● What the task requires: Below is a set of entries. Reproduce exactly the lines from the one containing "a[r][c] -= factor" through the end, both included.

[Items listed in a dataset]
********************

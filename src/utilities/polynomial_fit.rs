use crate::utilities::errors::AlsError;

const PIVOT_EPS: f64 = 1e-12;

/// Least-squares polynomial coefficients, lowest degree first.
///
/// Builds the `(degree+1)²` normal equations and solves them with
/// [`solve_linear_system`].
pub fn polynomial_fit(xs: &[f64], ys: &[f64], degree: usize) -> Result<Vec<f64>, AlsError> {
    if xs.len() != ys.len() {
        return Err(AlsError::MismatchedLengths {
            left: xs.len(),
            right: ys.len(),
        });
    }
    if degree >= xs.len() {
        return Err(AlsError::TooFewPoints {
            got: xs.len(),
            min: degree.saturating_add(1),
        });
    }
    let m = degree + 1;

    // sums of x^0 .. x^(2·degree)
    let mut pow_sums = vec![0.0f64; 2 * degree + 1];
    let mut rhs = vec![0.0f64; m];
    for (&x, &y) in xs.iter().zip(ys) {
        let mut p = 1.0f64;
        for k in 0..pow_sums.len() {
            pow_sums[k] += p;
            if k < m {
                rhs[k] += y * p;
            }
            p *= x;
        }
    }

    let mut a = vec![vec![0.0f64; m]; m];
    for i in 0..m {
        for j in 0..m {
            a[i][j] = pow_sums[i + j];
        }
    }
    solve_linear_system(a, rhs)
}

/// Gaussian elimination with partial pivoting and back substitution.
pub fn solve_linear_system(mut a: Vec<Vec<f64>>, mut b: Vec<f64>) -> Result<Vec<f64>, AlsError> {
    let n = b.len();
    if a.len() != n {
        return Err(AlsError::MismatchedLengths {
            left: a.len(),
            right: n,
        });
    }

    for col in 0..n {
        let mut pivot_row = col;
        let mut pivot_abs = a[col][col].abs();
        for r in (col + 1)..n {
            let v = a[r][col].abs();
            if v > pivot_abs {
                pivot_abs = v;
                pivot_row = r;
            }
        }
        if pivot_row != col {
            a.swap(col, pivot_row);
            b.swap(col, pivot_row);
        }
        if !(pivot_abs > PIVOT_EPS) {
            return Err(AlsError::SingularMatrix { column: col });
        }

        for r in (col + 1)..n {
            let factor = a[r][col] / a[col][col];
            if factor == 0.0 {
                continue;
            }
            for c in col..n {
                a[r][c] -= factor * a[col][c];
            }
            b[r] -= factor * b[col];
        }
    }

    let mut x = vec![0.0f64; n];
    for i in (0..n).rev() {
        let mut s = b[i];
        for j in (i + 1)..n {
            s -= a[i][j] * x[j];
        }
        x[i] = s / a[i][i];
        if !x[i].is_finite() {
            return Err(AlsError::SingularMatrix { column: i });
        }
    }
    Ok(x)
}

#[inline]
pub fn polynomial_eval(coefficients: &[f64], x: f64) -> f64 {
    coefficients.iter().rev().fold(0.0, |acc, &c| acc * x + c)
}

********************

● Task answer:
                a[r][c] -= factor * a[col][c];
            }
            b[r] -= factor * b[col];
        }
    }

    let mut x = vec![0.0f64; n];
    for i in (0..n).rev() {
        let mut s = b[i];
        for j in (i + 1)..n {
            s -= a[i][j] * x[j];
        }
        x[i] = s / a[i][i];
        if !x[i].is_finite() {
            return Err(AlsError::SingularMatrix { column: i });
        }
    }
    Ok(x)
}

#[inline]
pub fn polynomial_eval(coefficients: &[f64], x: f64) -> f64 {
    coefficients.iter().rev().fold(0.0, |acc, &c| acc * x + c)
}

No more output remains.